The question of Roman taxi drivers has been plaguing the city for some time now. Self-owned taxis are driven by drivers who generally belong to one cooperative of the other, all part of a large lobby which plagues and often holds hostage the Mayor’s office. It is a generally well-known fact that many, many licenses are often sourced, purchased and not necessarily “earned” outside of Rome. Legend has it that if you were to search 10 drivers, you’d find as many as 8 of them have licenses from Pescara, Terni, Ancona or some other underwhelmed city not far from Rome. 
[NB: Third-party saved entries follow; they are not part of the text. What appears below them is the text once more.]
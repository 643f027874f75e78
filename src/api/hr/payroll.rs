//! Payroll handlers

use axum::{
    Json,
    extract::{Path, Query, State},
};
use chrono::Utc;
use rust_decimal::Decimal;
use serde::Deserialize;
use surrealdb::RecordId;
use validator::Validate;

use crate::common::{AppError, AppResult, Page, PageParams};
use crate::core::ServerState;
use crate::db::models::{Payroll, PayrollCreate, PayrollStatus, PayrollUpdate};
use crate::db::repository::payroll::PayrollFilter;
use crate::db::repository::{PayrollRepository, record_key};
use crate::money::{to_decimal, to_f64};

#[derive(Debug, Deserialize)]
pub struct ListQuery {
    pub page: Option<u64>,
    pub limit: Option<u64>,
    pub employee: Option<String>,
    pub month: Option<u32>,
    pub year: Option<i32>,
}

/// GET /api/hr/payroll
pub async fn list(
    State(state): State<ServerState>,
    Query(query): Query<ListQuery>,
) -> AppResult<Json<Page<Payroll>>> {
    let params = PageParams::new(query.page, query.limit);
    let filter = PayrollFilter {
        employee: query.employee,
        month: query.month,
        year: query.year,
    };
    let repo = PayrollRepository::new(state.db.clone());
    let (payrolls, total) = repo.find_page(filter, params).await?;
    Ok(Json(Page::new(payrolls, total, params)))
}

/// GET /api/hr/payroll/{id}
pub async fn get_by_id(
    State(state): State<ServerState>,
    Path(id): Path<String>,
) -> AppResult<Json<Payroll>> {
    let repo = PayrollRepository::new(state.db.clone());
    let payroll = repo
        .find_by_id(&id)
        .await?
        .ok_or_else(|| AppError::not_found(format!("Payroll entry {}", id)))?;
    Ok(Json(payroll))
}

/// POST /api/hr/payroll
///
/// Overtime amount and net salary are derived here; net salary is floored
/// at zero when deductions exceed earnings.
pub async fn create(
    State(state): State<ServerState>,
    Json(payload): Json<PayrollCreate>,
) -> AppResult<Json<Payroll>> {
    payload.validate()?;

    let overtime = to_decimal(payload.overtime_hours) * to_decimal(payload.overtime_rate);
    let net = (to_decimal(payload.basic_salary) + to_decimal(payload.allowances) + overtime
        - to_decimal(payload.deductions))
    .max(Decimal::ZERO);
    let overtime_amount = to_f64(overtime);
    let net_salary = to_f64(net);

    let now = Utc::now();
    let payroll = Payroll {
        id: None,
        employee: RecordId::from_table_key("employee", record_key("employee", &payload.employee)),
        month: payload.month,
        year: payload.year,
        basic_salary: payload.basic_salary,
        allowances: payload.allowances,
        deductions: payload.deductions,
        overtime_hours: payload.overtime_hours,
        overtime_rate: payload.overtime_rate,
        overtime_amount,
        net_salary,
        status: PayrollStatus::Draft,
        payment_date: None,
        created_at: now,
        updated_at: now,
    };

    let repo = PayrollRepository::new(state.db.clone());
    let created = repo.create(payroll).await.map_err(|e| match e {
        crate::db::repository::RepoError::Duplicate(_) => {
            AppError::conflict("A payroll entry for this employee and period already exists")
        }
        other => other.into(),
    })?;
    Ok(Json(created))
}

/// PUT /api/hr/payroll/{id}
pub async fn update(
    State(state): State<ServerState>,
    Path(id): Path<String>,
    Json(payload): Json<PayrollUpdate>,
) -> AppResult<Json<Payroll>> {
    payload.validate()?;
    let repo = PayrollRepository::new(state.db.clone());
    let payroll = repo
        .update(&id, payload)
        .await?
        .ok_or_else(|| AppError::not_found(format!("Payroll entry {}", id)))?;
    Ok(Json(payroll))
}

/// DELETE /api/hr/payroll/{id}
pub async fn delete(
    State(state): State<ServerState>,
    Path(id): Path<String>,
) -> AppResult<Json<bool>> {
    let repo = PayrollRepository::new(state.db.clone());
    repo.delete(&id)
        .await?
        .ok_or_else(|| AppError::not_found(format!("Payroll entry {}", id)))?;
    Ok(Json(true))
}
Taking a taxi in Rome has become a gamble. Will he be kind and service-oriented? Will he act as though having to give me a ride somewhere is an imposition to his busy schedule? Will I hear endless sugary hits Baglioni and Venditti tunes from the 80s at the highest volume or will it be interminable arguments about La Roma or La Lazio (depending on whether the decals on the dash are Giallorossi or Celesti)? Will there be the sweet aroma of dope mixed into the grungy Marlboro stench or will the Evergreen hanging from the rearview mirror make my stomach turn? And when it does begin to turn because of the smell, the heat or the rapid weaving between lanes of traffic, will he allow me to open my rear window without a lecture about how the wind affects his cervicale? Or will he be a she? Oh, that is a rare and generally appreciated occasion!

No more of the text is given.